Terungkap, Ini Alasan Virus Corona Lebih Banyak Membunuh Pria ketimbang Wanita

Terungkap, Ini Alasan Virus Corona Lebih Banyak Membunuh Pria ketimbang Wanita

Terungkap, Ini Alasan Virus Corona Lebih Banyak Membunuh Pria ketimbang Wanita WASHINGTON, -Terungkap, Ini Alasan Virus Corona Lebih Banyak Membunuh

Mal dan Plaza di Medan Tutup Sementara untuk Tekan Penyebaran Covid-19
Polres Bekasi Ungkap 26 Kasus Narkoba Selama Covid-19
Selain Virus Corona, Warga Bali Juga Hadapi Ancaman DBD

Terungkap, Ini Alasan Virus Corona Lebih Banyak Membunuh Pria ketimbang Wanita

WASHINGTON, -Terungkap, Ini Alasan Virus Corona Lebih Banyak Membunuh Pria ketimbang Wanita  Hal ini mengindikasikan pria lebih rentan meninggal akibat terinfeksi virus corona dibandingkan perempuan.

Direktur Gugus Tugas Covid-19 Gedung Putih Deborah Birx mengatakan, kematian tinggi pasien berjenis kelamin pria terjadi di Italia. 58 persen kasus Covid-19 yang terdata antara 21 Februari dan 12 Maret merupakan laki-laki.

Para pakar menjelaskan, selain kebiasaan merokok dan mengonsumsi minuman keras yang dapat merusak paru-paru, faktor hormon pada pria juga bisa memengaruhi. Hal ini terkait dengan respons hormon terjahadap kekebalan tubuh.

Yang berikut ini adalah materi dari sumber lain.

//! Threaded dispatch: a static handler table indexed by the raw opcode word.
//!
//! No preconditions are checked. Handlers index the code, stack and global
//! store directly, so a malformed program panics on a slice bounds check
//! (or silently misbehaves) instead of raising a fault. Only words outside
//! the instruction table are still reported, because the table lookup needs
//! a bounds test anyway.

use std::io::Write;

use crate::error::{FaultKind, RuntimeFault};
use crate::machine::{ExitReason, Flow, Machine};
use stackvm_common::OPCODE_COUNT;

type Handler = fn(&mut Machine<'_>, &mut dyn Write) -> Result<Flow, RuntimeFault>;

/// Handlers in opcode encoding order.
static HANDLERS: [Handler; OPCODE_COUNT] = [
    op_noop,
    op_iadd,
    op_isub,
    op_imul,
    op_ilt,
    op_ieq,
    op_ret,
    op_br,
    op_brt,
    op_brf,
    op_iconst,
    op_load,
    op_gload,
    op_store,
    op_gstore,
    op_print,
    op_pop,
    op_halt,
    op_call,
];

impl Machine<'_> {
    /// Run the threaded loop until `halt`, the end of the code, or an
    /// invalid opcode.
    pub(crate) fn run_threaded(&mut self, out: &mut dyn Write) -> Result<ExitReason, RuntimeFault> {
        while self.ip < self.code.len() {
            self.at = self.ip;
            let word = self.code[self.at];
            let handler = usize::try_from(word)
                .ok()
                .and_then(|index| HANDLERS.get(index))
                .copied()
                .ok_or_else(|| self.fault(FaultKind::InvalidOpcode(word)))?;

            self.steps += 1;
            self.trace_before(out)?;
            self.ip = self.at + 1;
            let flow = handler(self, out)?;
            self.trace_after(out)?;

            if flow == Flow::Halt {
                self.ip = self.at;
                return Ok(ExitReason::Halt);
            }
        }
        Ok(ExitReason::EndOfCode)
    }

    /// Consume the next code word as an operand.
    fn next_operand(&mut self) -> i32 {
        let value = self.code[self.ip];
        self.ip += 1;
        value
    }

    /// Slot addressed by `fp + offset`. Wraps to an out-of-range index when
    /// negative.
    fn frame_address(&self, offset: i32) -> usize {
        (self.fp_value() + offset as isize) as usize
    }

    fn binary(&mut self, op: fn(i32, i32) -> i32) -> Result<Flow, RuntimeFault> {
        let b = self.stack.pop();
        let a = self.stack.pop();
        self.stack.push(op(a, b));
        Ok(Flow::Continue)
    }

    fn jump_if(&mut self, when: i32) -> Result<Flow, RuntimeFault> {
        let target = self.next_operand();
        if self.stack.pop() == when {
            self.ip = target as usize;
        }
        Ok(Flow::Continue)
    }
}

fn op_noop(_m: &mut Machine<'_>, _out: &mut dyn Write) -> Result<Flow, RuntimeFault> {
    Ok(Flow::Continue)
}

fn op_iadd(m: &mut Machine<'_>, _out: &mut dyn Write) -> Result<Flow, RuntimeFault> {
    m.binary(i32::wrapping_add)
}

fn op_isub(m: &mut Machine<'_>, _out: &mut dyn Write) -> Result<Flow, RuntimeFault> {
    m.binary(i32::wrapping_sub)
}

fn op_imul(m: &mut Machine<'_>, _out: &mut dyn Write) -> Result<Flow, RuntimeFault> {
    m.binary(i32::wrapping_mul)
}

fn op_ilt(m: &mut Machine<'_>, _out: &mut dyn Write) -> Result<Flow, RuntimeFault> {
    m.binary(|a, b| i32::from(a < b))
}

fn op_ieq(m: &mut Machine<'_>, _out: &mut dyn Write) -> Result<Flow, RuntimeFault> {
    m.binary(|a, b| i32::from(a == b))
}

fn op_ret(m: &mut Machine<'_>, _out: &mut dyn Write) -> Result<Flow, RuntimeFault> {
    m.leave_frame();
    Ok(Flow::Continue)
}

fn op_br(m: &mut Machine<'_>, _out: &mut dyn Write) -> Result<Flow, RuntimeFault> {
    // A negative target wraps past the end of the code and stops the loop.
    m.ip = m.next_operand() as usize;
    Ok(Flow::Continue)
}

fn op_brt(m: &mut Machine<'_>, _out: &mut dyn Write) -> Result<Flow, RuntimeFault> {
    m.jump_if(1)
}

fn op_brf(m: &mut Machine<'_>, _out: &mut dyn Write) -> Result<Flow, RuntimeFault> {
    m.jump_if(0)
}

fn op_iconst(m: &mut Machine<'_>, _out: &mut dyn Write) -> Result<Flow, RuntimeFault> {
    let value = m.next_operand();
    m.stack.push(value);
    Ok(Flow::Continue)
}

fn op_load(m: &mut Machine<'_>, _out: &mut dyn Write) -> Result<Flow, RuntimeFault> {
    let offset = m.next_operand();
    let value = m.stack.get(m.frame_address(offset));
    m.stack.push(value);
    Ok(Flow::Continue)
}

fn op_gload(m: &mut Machine<'_>, _out: &mut dyn Write) -> Result<Flow, RuntimeFault> {
    let index = m.next_operand() as usize;
    m.stack.push(m.globals[index]);
    Ok(Flow::Continue)
}

fn op_store(m: &mut Machine<'_>, _out: &mut dyn Write) -> Result<Flow, RuntimeFault> {
    let offset = m.next_operand();
    let address = m.frame_address(offset);
    let value = m.stack.pop();
    m.stack.set(address, value);
    Ok(Flow::Continue)
}

fn op_gstore(m: &mut Machine<'_>, _out: &mut dyn Write) -> Result<Flow, RuntimeFault> {
    let index = m.next_operand() as usize;
    m.globals[index] = m.stack.pop();
    Ok(Flow::Continue)
}

fn op_print(m: &mut Machine<'_>, out: &mut dyn Write) -> Result<Flow, RuntimeFault> {
    m.print(out)?;
    Ok(Flow::Continue)
}

fn op_pop(m: &mut Machine<'_>, _out: &mut dyn Write) -> Result<Flow, RuntimeFault> {
    m.stack.pop();
    Ok(Flow::Continue)
}

fn op_halt(_m: &mut Machine<'_>, _out: &mut dyn Write) -> Result<Flow, RuntimeFault> {
    Ok(Flow::Halt)
}

fn op_call(m: &mut Machine<'_>, _out: &mut dyn Write) -> Result<Flow, RuntimeFault> {
    let target = m.next_operand() as usize;
    let nargs = m.next_operand();
    let return_to = m.ip;
    m.enter_frame(target, nargs, return_to);
    Ok(Flow::Continue)
}
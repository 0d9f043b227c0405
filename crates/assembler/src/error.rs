//! Error types for the stackvm assembler.

use thiserror::Error;

/// Errors produced during assembly of text to a code array.
#[derive(Error, Debug, Clone, PartialEq, Eq)]
pub enum AsmError {
    /// An unrecognized opcode mnemonic was encountered.
    #[error("line {line}: unknown opcode '{token}'")]
    UnknownOpcode { line: usize, token: String },

    /// An opcode or directive did not have enough arguments.
    #[error("line {line}: {name} expects {expected} argument(s)")]
    MissingArgument {
        line: usize,
        name: &'static str,
        expected: usize,
    },

    /// A numeric literal could not be parsed or is out of range.
    #[error("line {line}: invalid number '{token}'")]
    InvalidNumber { line: usize, token: String },

    /// A token appeared where it was not expected.
    #[error("line {line}: unexpected token '{token}'")]
    UnexpectedToken { line: usize, token: String },

    /// An operand names a label that is never defined.
    #[error("line {line}: undefined label '{label}'")]
    UndefinedLabel { line: usize, label: String },

    /// A label is defined twice.
    #[error("line {line}: label '{label}' already defined on line {first}")]
    DuplicateLabel {
        line: usize,
        label: String,
        first: usize,
    },

    /// A `.name` directive the assembler does not know.
    #[error("line {line}: unknown directive '{token}'")]
    UnknownDirective { line: usize, token: String },
}
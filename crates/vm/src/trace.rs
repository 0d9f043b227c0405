//! Trace rendering.
//!
//! Before each step the engine writes the instruction (without a newline);
//! after the step it completes the line with the stack contents. After the
//! run it dumps the global store. Tracing never changes computed results.

use std::io::{self, Write};

use stackvm_common::Instruction;

/// Write `{ip:04}:  mnemonic operands`, padded so the stack column lines up.
pub fn write_instruction(out: &mut dyn Write, code: &[i32], at: usize) -> io::Result<()> {
    match Instruction::decode(code, at) {
        Ok(instr) if instr.operands().is_empty() => {
            write!(out, "{at:04}:  {:<20}", instr.opcode.mnemonic())
        }
        Ok(instr) => {
            let operands = instr
                .operands()
                .iter()
                .map(i32::to_string)
                .collect::<Vec<_>>()
                .join(", ");
            write!(out, "{at:04}:  {:<10}{:<10}", instr.opcode.mnemonic(), operands)
        }
        Err(_) => {
            let word = code.get(at).map_or_else(|| "?".to_string(), i32::to_string);
            write!(out, "{at:04}:  {:<20}", format!("<{word}>"))
        }
    }
}

/// Write `stack=[ v0 v1 ... ]` and end the line.
pub fn write_stack(out: &mut dyn Write, stack: &[i32]) -> io::Result<()> {
    write!(out, "stack=[")?;
    for value in stack {
        write!(out, " {value}")?;
    }
    writeln!(out, " ]")
}

/// Write the global store as `index: value` lines.
pub fn write_globals(out: &mut dyn Write, globals: &[i32]) -> io::Result<()> {
    writeln!(out, "Data memory:")?;
    for (index, value) in globals.iter().enumerate() {
        writeln!(out, "{index:04}: {value}")?;
    }
    Ok(())
}
use clap::{Parser, Subcommand};
use std::process;
use tracing::{error, Level};

mod cmd;

#[derive(Parser, Debug)]
#[command(author, version, about = "Internal assessment marks calculator", long_about = None)]
struct Cli {
    #[command(subcommand)]
    command: Commands,

    #[arg(global = true, long, default_value_t = false)]
    debug: bool,
}

#[derive(Subcommand, Debug)]
enum Commands {
    /// Score one form and print the breakdown.
    Calc(cmd::calc::CalcArgs),
    /// List the fields of a scheme's form.
    Fields(cmd::fields::FieldsArgs),
    /// Fill in and score forms interactively.
    Session(cmd::session::SessionArgs),
}

fn main() {
    let cli = Cli::parse();

    tracing_subscriber::fmt()
        .with_writer(std::io::stderr)
        .with_max_level(if cli.debug { Level::DEBUG } else { Level::INFO })
        .init();

    let outcome = match cli.command {
        Commands::Calc(args) => cmd::calc::run(args),
        Commands::Fields(args) => cmd::fields::run(args),
        Commands::Session(args) => cmd::session::run(args),
    };

    if let Err(e) = outcome {
        error!("❌ {}", e);
        process::exit(1);
    }
}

Merokok dan mengonsumsi minuman beralkohol lebih sering dilakukan laki-laki ketimbang perempuan. Kebiasaan-kebiasaan itu dapat merusak paru-paru dan mengakibatkan peradangan saat melawan infeksi.

Selain gaya hidup seperti merokok dan minum alkohol, faktor lain adalah penyakit bawaan yang menyertai kematian akibat virus corona.

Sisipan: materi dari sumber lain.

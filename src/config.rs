use crate::error::{MarksError, MarksResult};
use crate::form::{Form, Forms};
use crate::scheme::Scheme;
use clap::Args;
use std::fs;
use std::path::{Path, PathBuf};
use tracing::info;

/// Form input shared by the subcommands: an optional JSON file, then
/// `name=value` overrides on top.
#[derive(Args, Debug, Clone, Default)]
pub struct FormArgs {
    #[arg(short, long, default_value = "theory")]
    pub scheme: Scheme,

    /// JSON object of raw field values for the chosen scheme.
    #[arg(short, long)]
    pub input: Option<PathBuf>,

    /// `name=value`, repeatable. Applied after --input.
    #[arg(short, long = "field", value_name = "NAME=VALUE")]
    pub fields: Vec<String>,
}

impl FormArgs {
    pub fn build_forms(&self) -> MarksResult<Forms> {
        let mut forms = Forms::default();

        if let Some(path) = &self.input {
            info!("📂 Loading form from: {}", path.display());
            forms.replace(load_form_file(self.scheme, path)?);
        }

        for pair in &self.fields {
            let (name, value) = split_assignment(pair)?;
            forms.set(self.scheme, name, value)?;
        }

        Ok(forms)
    }
}

/// Reads a form for `scheme`. Accepts either the bare field object or the
/// tagged `{"scheme": ..., "fields": {...}}` shape, which must name the same
/// scheme.
pub fn load_form_file<P: AsRef<Path>>(scheme: Scheme, path: P) -> MarksResult<Form> {
    let content = fs::read_to_string(path)?;
    parse_form(scheme, &content)
}

pub fn parse_form(scheme: Scheme, content: &str) -> MarksResult<Form> {
    let value: serde_json::Value = serde_json::from_str(content)?;

    if value.get("scheme").is_some() {
        let form: Form = serde_json::from_value(value)?;
        if form.scheme() != scheme {
            return Err(MarksError::Config(format!(
                "form file is for the {} scheme, but {} was selected",
                form.scheme(),
                scheme
            )));
        }
        return Ok(form);
    }

    Ok(match scheme {
        Scheme::Theory => Form::Theory(serde_json::from_value(value)?),
        Scheme::Hybrid => Form::Hybrid(serde_json::from_value(value)?),
        Scheme::Practical => Form::Practical(serde_json::from_value(value)?),
    })
}

fn split_assignment(pair: &str) -> MarksResult<(&str, &str)> {
    pair.split_once('=')
        .map(|(name, value)| (name.trim(), value))
        .ok_or_else(|| MarksError::Config(format!("expected NAME=VALUE, got '{}'", pair)))
}

#[cfg(test)]
mod tests {
    use super::*;

    #[test]
    fn overrides_apply_after_the_file() {
        let dir = tempfile::tempdir().unwrap();
        let path = dir.path().join("form.json");
        fs::write(&path, r#"{"caseStudy": "16", "mst1": 18}"#).unwrap();

        let args = FormArgs {
            scheme: Scheme::Theory,
            input: Some(path),
            fields: vec!["mst1=20".into(), "mst2=".into()],
        };
        let forms = args.build_forms().unwrap();
        assert_eq!(forms.theory.case_study, "16");
        assert_eq!(forms.theory.mst1, "20");
        assert_eq!(forms.theory.mst2, "");
    }

    #[test]
    fn value_may_contain_equals() {
        assert_eq!(split_assignment("mst1=a=b").unwrap(), ("mst1", "a=b"));
        assert!(split_assignment("mst1").is_err());
    }

    #[test]
    fn tagged_form_must_match_the_scheme() {
        let json = r#"{"scheme": "hybrid", "fields": {"endSem": "40"}}"#;
        assert!(matches!(
            parse_form(Scheme::Hybrid, json).unwrap(),
            Form::Hybrid(ref f) if f.end_sem == "40"
        ));
        assert!(matches!(
            parse_form(Scheme::Theory, json),
            Err(MarksError::Config(_))
        ));
    }

    #[test]
    fn unknown_keys_are_rejected() {
        assert!(matches!(
            parse_form(Scheme::Practical, r#"{"caseStudy": "3"}"#),
            Err(MarksError::Json(_))
        ));
    }
}
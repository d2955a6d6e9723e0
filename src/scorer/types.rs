use crate::scheme::Scheme;
use serde::ser::SerializeStruct;
use serde::{Serialize, Serializer};
use std::fmt;

/// How a breakdown value is shown.
#[derive(Debug, Clone, Copy, PartialEq, Serialize)]
#[serde(tag = "format", content = "value", rename_all = "snake_case")]
pub enum BreakdownValue {
    /// The parsed input, shown in its shortest form (`10`, `2.5`).
    Raw(f64),
    /// A computed value, shown with two decimals.
    Fixed(f64),
}

impl BreakdownValue {
    pub fn value(&self) -> f64 {
        match self {
            Self::Raw(v) | Self::Fixed(v) => *v,
        }
    }
}

impl fmt::Display for BreakdownValue {
    fn fmt(&self, f: &mut fmt::Formatter<'_>) -> fmt::Result {
        match self {
            Self::Raw(v) => write!(f, "{}", v),
            Self::Fixed(v) => f.write_str(&fixed2(*v)),
        }
    }
}

/// Two-decimal rendering of the exact binary value, as `toFixed(2)` does:
/// `5.005` is stored as `5.00499..` and shows `"5.00"`. Only values sitting
/// exactly on a half-cent (odd multiples of 1/8, e.g. `0.125`) are ties, and
/// those round away from zero.
pub fn fixed2(v: f64) -> String {
    let eighths = v * 8.0;
    if eighths.fract() == 0.0 && eighths.rem_euclid(2.0) == 1.0 {
        // v * 100 is exact here, so round() sees the true tie.
        return format!("{:.2}", (v * 100.0).round() / 100.0);
    }
    format!("{:.2}", v)
}

#[derive(Debug, Clone, PartialEq)]
pub struct BreakdownEntry {
    pub label: &'static str,
    pub value: BreakdownValue,
}

impl BreakdownEntry {
    pub fn raw(label: &'static str, v: f64) -> Self {
        Self {
            label,
            value: BreakdownValue::Raw(v),
        }
    }

    pub fn fixed(label: &'static str, v: f64) -> Self {
        Self {
            label,
            value: BreakdownValue::Fixed(v),
        }
    }
}

impl Serialize for BreakdownEntry {
    fn serialize<S: Serializer>(&self, serializer: S) -> Result<S::Ok, S::Error> {
        let mut entry = serializer.serialize_struct("BreakdownEntry", 3)?;
        entry.serialize_field("label", self.label)?;
        entry.serialize_field("value", &self.value)?;
        entry.serialize_field("display", &self.value.to_string())?;
        entry.end()
    }
}

/// Outcome of one calculation. Never mutated; a recalculation builds a new one.
#[derive(Debug, Clone, PartialEq, Serialize)]
#[serde(rename_all = "camelCase")]
pub struct ScoreResult {
    pub total_score: f64,
    pub max_score: f64,
    pub scheme: Scheme,
    pub breakdown: Vec<BreakdownEntry>,
}

impl ScoreResult {
    pub(crate) fn new(scheme: Scheme, total_score: f64, breakdown: Vec<BreakdownEntry>) -> Self {
        Self {
            total_score,
            max_score: scheme.max_score(),
            scheme,
            breakdown,
        }
    }

    /// The last breakdown line, which always carries the total.
    pub fn grand_total(&self) -> Option<&BreakdownEntry> {
        self.breakdown.last()
    }

    pub fn entry(&self, label: &str) -> Option<&BreakdownEntry> {
        self.breakdown.iter().find(|e| e.label == label)
    }
}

Institut penelitian yang mempelajari kesehatan antargender Global Health 50/50 menyebut, laki-laki cenderung mengidap penyakit terselubung, seperti hipertensi, gangguan jantung, dan paru-paru kronis.

Dia menjelaskan, perbedaan gender sangat berpengaruh dalam tingkat kemunculan dan keparahan infeksi virus pernapasan serta sejalan dengan perbedaan dalam hal aktivitas sel imun.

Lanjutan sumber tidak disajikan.